Stored data:
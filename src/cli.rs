use std::{net::SocketAddr, path::PathBuf};

use anyhow::Result;
use clap::{Args, Parser, Subcommand, ValueEnum};

use crate::{io_utils, loader::CsvSource, location::DataLocation};

pub const DATA_ENV: &str = "PAYMENT_DASHBOARD_DATA";

#[derive(Debug, Parser)]
#[command(
    author,
    version,
    about = "Render the payment analysis dashboard from an order payments CSV",
    long_about = None
)]
pub struct Cli {
    #[command(subcommand)]
    pub command: Commands,
}

#[derive(Debug, Subcommand)]
pub enum Commands {
    /// Render the dashboard once to a file or stdout
    Render(RenderArgs),
    /// Serve the dashboard over HTTP, re-rendering on every request
    Serve(ServeArgs),
}

#[derive(Debug, Args)]
pub struct SourceArgs {
    /// Payments CSV: a file path, `-` for stdin, or an http(s) URL
    #[arg(short = 'i', long = "input", env = DATA_ENV, value_parser = parse_location)]
    pub input: DataLocation,
    /// CSV delimiter character (supports ',', 'tab', ';', '|')
    #[arg(long, value_parser = parse_delimiter)]
    pub delimiter: Option<u8>,
    /// Character encoding of the input (defaults to utf-8)
    #[arg(long = "input-encoding")]
    pub input_encoding: Option<String>,
}

#[derive(Debug, Args)]
pub struct RenderArgs {
    #[command(flatten)]
    pub source: SourceArgs,
    /// Output file (stdout if omitted or `-`)
    #[arg(short = 'o', long = "output")]
    pub output: Option<PathBuf>,
    /// Output format
    #[arg(long, value_enum, default_value = "html")]
    pub format: OutputFormat,
}

#[derive(Debug, Args)]
pub struct ServeArgs {
    #[command(flatten)]
    pub source: SourceArgs,
    /// Address to listen on
    #[arg(long, default_value = "127.0.0.1:8501")]
    pub addr: SocketAddr,
}

impl SourceArgs {
    /// Resolves the encoding and delimiter flags into a loadable source.
    pub fn to_source(&self) -> Result<CsvSource> {
        let encoding = io_utils::resolve_encoding(self.input_encoding.as_deref())?;
        Ok(CsvSource::new(self.input.clone(), self.delimiter, encoding))
    }
}

#[derive(Debug, Clone, Copy, ValueEnum, PartialEq, Eq, Default)]
#[value(rename_all = "kebab-case")]
pub enum OutputFormat {
    #[default]
    Html,
    Text,
}

pub fn parse_location(value: &str) -> Result<DataLocation, String> {
    value.parse().map_err(|err: crate::error::DataLoadError| err.to_string())
}

pub fn parse_delimiter(value: &str) -> Result<u8, String> {
    match value {
        "tab" | "\t" => Ok(b'\t'),
        "comma" | "," => Ok(b','),
        "|" | "pipe" => Ok(b'|'),
        ";" | "semicolon" => Ok(b';'),
        other => {
            let mut chars = other.chars();
            let first = chars
                .next()
                .ok_or_else(|| "Delimiter cannot be empty".to_string())?;
            if chars.next().is_some() {
                return Err("Delimiter must be a single character".to_string());
            }
            if !first.is_ascii() {
                return Err("Delimiter must be ASCII".to_string());
            }
            Ok(first as u8)
        }
    }
}
//! Chart geometry in SVG user units.
//!
//! Charts are laid out here as plain data (bar rectangles, marker positions,
//! axis ticks) so renderers only have to draw what they are given.

use itertools::{Itertools, MinMaxResult};
use serde::Serialize;

pub const CHART_WIDTH: f64 = 640.0;
pub const CHART_HEIGHT: f64 = 360.0;

const MARGIN_TOP: f64 = 40.0;
const MARGIN_RIGHT: f64 = 24.0;
const MARGIN_BOTTOM: f64 = 56.0;
const BAR_MARGIN_LEFT: f64 = 120.0;
const LINE_MARGIN_LEFT: f64 = 72.0;
const BAR_FILL_RATIO: f64 = 0.8;
const TARGET_TICKS: usize = 5;

/// Plot area inside the chart canvas.
#[derive(Debug, Clone, PartialEq, Serialize)]
pub struct Frame {
    pub width: f64,
    pub height: f64,
    pub left: f64,
    pub top: f64,
    pub right: f64,
    pub bottom: f64,
}

impl Frame {
    fn new(margin_left: f64) -> Self {
        Self {
            width: CHART_WIDTH,
            height: CHART_HEIGHT,
            left: margin_left,
            top: MARGIN_TOP,
            right: CHART_WIDTH - MARGIN_RIGHT,
            bottom: CHART_HEIGHT - MARGIN_BOTTOM,
        }
    }

    fn plot_height(&self) -> f64 {
        self.bottom - self.top
    }

    pub fn center_x(&self) -> f64 {
        round2((self.left + self.right) / 2.0)
    }

    pub fn center_y(&self) -> f64 {
        round2((self.top + self.bottom) / 2.0)
    }
}

#[derive(Debug, Clone, PartialEq, Serialize)]
pub struct Tick {
    pub position: f64,
    pub label: String,
}

#[derive(Debug, Clone, PartialEq)]
pub struct BarDatum {
    pub label: String,
    pub value: f64,
    pub value_label: String,
}

#[derive(Debug, Clone, PartialEq, Serialize)]
pub struct Bar {
    pub label: String,
    pub value: f64,
    pub value_label: String,
    pub x: f64,
    pub y: f64,
    pub width: f64,
    pub height: f64,
    /// Vertical center of the bar, where its category label sits.
    pub label_y: f64,
}

#[derive(Debug, Clone, PartialEq, Serialize)]
pub struct Axes {
    pub title: String,
    pub x_label: String,
    pub y_label: String,
}

/// Horizontal bar chart: one band per category from top to bottom, bar
/// length proportional to value.
#[derive(Debug, Clone, PartialEq, Serialize)]
pub struct BarChart {
    #[serde(flatten)]
    pub axes: Axes,
    pub frame: Frame,
    pub center_x: f64,
    pub center_y: f64,
    pub bars: Vec<Bar>,
    pub ticks: Vec<Tick>,
}

impl BarChart {
    pub fn horizontal(axes: Axes, data: &[BarDatum]) -> Self {
        let frame = Frame::new(BAR_MARGIN_LEFT);
        let (lo, hi) = value_domain(data.iter().map(|d| d.value), true);
        let scale = LinearScale::new(lo, hi, frame.left, frame.right);
        let band = if data.is_empty() {
            0.0
        } else {
            frame.plot_height() / data.len() as f64
        };
        let zero = scale.map(0.0_f64.clamp(lo, hi));

        let bars = data
            .iter()
            .enumerate()
            .map(|(idx, datum)| {
                let end = scale.map(datum.value);
                let band_top = frame.top + band * idx as f64;
                let height = band * BAR_FILL_RATIO;
                let y = band_top + (band - height) / 2.0;
                Bar {
                    label: datum.label.clone(),
                    value: datum.value,
                    value_label: datum.value_label.clone(),
                    x: round2(zero.min(end)),
                    y: round2(y),
                    width: round2((end - zero).abs()),
                    height: round2(height),
                    label_y: round2(y + height / 2.0),
                }
            })
            .collect();

        let ticks = nice_ticks(lo, hi, TARGET_TICKS)
            .into_iter()
            .map(|value| Tick {
                position: round2(scale.map(value)),
                label: format_tick(value),
            })
            .collect();

        Self {
            axes,
            center_x: frame.center_x(),
            center_y: frame.center_y(),
            frame,
            bars,
            ticks,
        }
    }

    pub fn max_value(&self) -> f64 {
        self.bars.iter().map(|b| b.value).fold(0.0, f64::max)
    }
}

#[derive(Debug, Clone, PartialEq)]
pub struct PointDatum {
    pub x: i64,
    pub y: f64,
    pub y_label: String,
}

#[derive(Debug, Clone, PartialEq, Serialize)]
pub struct Marker {
    pub x_value: i64,
    pub y_value: f64,
    pub y_label: String,
    pub cx: f64,
    pub cy: f64,
}

/// Line chart over integer x values; markers are joined in ascending x order.
#[derive(Debug, Clone, PartialEq, Serialize)]
pub struct LineChart {
    #[serde(flatten)]
    pub axes: Axes,
    pub frame: Frame,
    pub center_x: f64,
    pub center_y: f64,
    pub markers: Vec<Marker>,
    /// `points` attribute of the SVG polyline.
    pub points: String,
    pub x_ticks: Vec<Tick>,
    pub y_ticks: Vec<Tick>,
}

impl LineChart {
    pub fn new(axes: Axes, data: &[PointDatum]) -> Self {
        let frame = Frame::new(LINE_MARGIN_LEFT);
        let mut data = data.to_vec();
        data.sort_by_key(|d| d.x);

        let (x_lo, x_hi) = value_domain(data.iter().map(|d| d.x as f64), false);
        let (y_lo, y_hi) = padded(value_domain(data.iter().map(|d| d.y), false));
        let x_scale = LinearScale::new(x_lo, x_hi, frame.left, frame.right);
        let y_scale = LinearScale::new(y_lo, y_hi, frame.bottom, frame.top);

        let markers = data
            .iter()
            .map(|d| Marker {
                x_value: d.x,
                y_value: d.y,
                y_label: d.y_label.clone(),
                cx: round2(x_scale.map(d.x as f64)),
                cy: round2(y_scale.map(d.y)),
            })
            .collect::<Vec<_>>();
        let points = markers
            .iter()
            .map(|m| format!("{},{}", m.cx, m.cy))
            .join(" ");

        let x_ticks = nice_ticks(x_lo, x_hi, TARGET_TICKS)
            .into_iter()
            .filter(|value| value.fract() == 0.0)
            .map(|value| Tick {
                position: round2(x_scale.map(value)),
                label: format_tick(value),
            })
            .collect();
        let y_ticks = nice_ticks(y_lo, y_hi, TARGET_TICKS)
            .into_iter()
            .map(|value| Tick {
                position: round2(y_scale.map(value)),
                label: format_tick(value),
            })
            .collect();

        Self {
            axes,
            center_x: frame.center_x(),
            center_y: frame.center_y(),
            frame,
            markers,
            points,
            x_ticks,
            y_ticks,
        }
    }
}

struct LinearScale {
    domain_lo: f64,
    domain_span: f64,
    range_lo: f64,
    range_span: f64,
}

impl LinearScale {
    fn new(domain_lo: f64, domain_hi: f64, range_lo: f64, range_hi: f64) -> Self {
        Self {
            domain_lo,
            domain_span: domain_hi - domain_lo,
            range_lo,
            range_span: range_hi - range_lo,
        }
    }

    fn map(&self, value: f64) -> f64 {
        self.range_lo + (value - self.domain_lo) / self.domain_span * self.range_span
    }
}

/// Smallest and largest value, widened to a non-empty interval. With
/// `include_zero` the interval always reaches the origin so bar lengths stay
/// proportional.
fn value_domain(values: impl Iterator<Item = f64>, include_zero: bool) -> (f64, f64) {
    let (mut lo, mut hi) = match values.minmax_by(f64::total_cmp) {
        MinMaxResult::NoElements => (0.0, 1.0),
        MinMaxResult::OneElement(v) => (v, v),
        MinMaxResult::MinMax(lo, hi) => (lo, hi),
    };
    if include_zero {
        lo = lo.min(0.0);
        hi = hi.max(0.0);
    }
    if hi - lo <= f64::EPSILON * hi.abs().max(1.0) {
        lo -= 1.0;
        hi += 1.0;
    }
    (lo, hi)
}

fn padded((lo, hi): (f64, f64)) -> (f64, f64) {
    let pad = (hi - lo) * 0.05;
    (lo - pad, hi + pad)
}

/// Round tick values (steps of 1, 2 or 5 times a power of ten) inside
/// `[lo, hi]`.
pub fn nice_ticks(lo: f64, hi: f64, target: usize) -> Vec<f64> {
    let span = hi - lo;
    if !span.is_finite() || span <= 0.0 || target == 0 {
        return Vec::new();
    }
    let raw_step = span / target as f64;
    let magnitude = 10f64.powi(raw_step.log10().floor() as i32);
    let step = [1.0, 2.0, 5.0, 10.0]
        .into_iter()
        .map(|m| m * magnitude)
        .find(|step| *step >= raw_step)
        .unwrap_or(10.0 * magnitude);

    let first = (lo / step).ceil() as i64;
    let last = (hi / step).floor() as i64;
    (first..=last).map(|i| round_to_step(i as f64 * step, step)).collect()
}

fn round_to_step(value: f64, step: f64) -> f64 {
    let decimals = (-step.log10().floor()).max(0.0) as i32;
    let factor = 10f64.powi(decimals);
    (value * factor).round() / factor
}

fn format_tick(value: f64) -> String {
    if value.fract() == 0.0 {
        format!("{value:.0}")
    } else {
        let text = format!("{value:.4}");
        text.trim_end_matches('0').trim_end_matches('.').to_string()
    }
}

fn round2(value: f64) -> f64 {
    (value * 100.0).round() / 100.0
}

- **Work task**: Look above for the line with "Ok(first as u8)" and the line with "const MARGIN_TOP: f64 = 40.0;", and reproduce exactly those two lines plus every line between, nothing more.

- **Written response**:
            Ok(first as u8)
        }
    }
}
//! Chart geometry in SVG user units.
//!
//! Charts are laid out here as plain data (bar rectangles, marker positions,
//! axis ticks) so renderers only have to draw what they are given.

use itertools::{Itertools, MinMaxResult};
use serde::Serialize;

pub const CHART_WIDTH: f64 = 640.0;
pub const CHART_HEIGHT: f64 = 360.0;

const MARGIN_TOP: f64 = 40.0;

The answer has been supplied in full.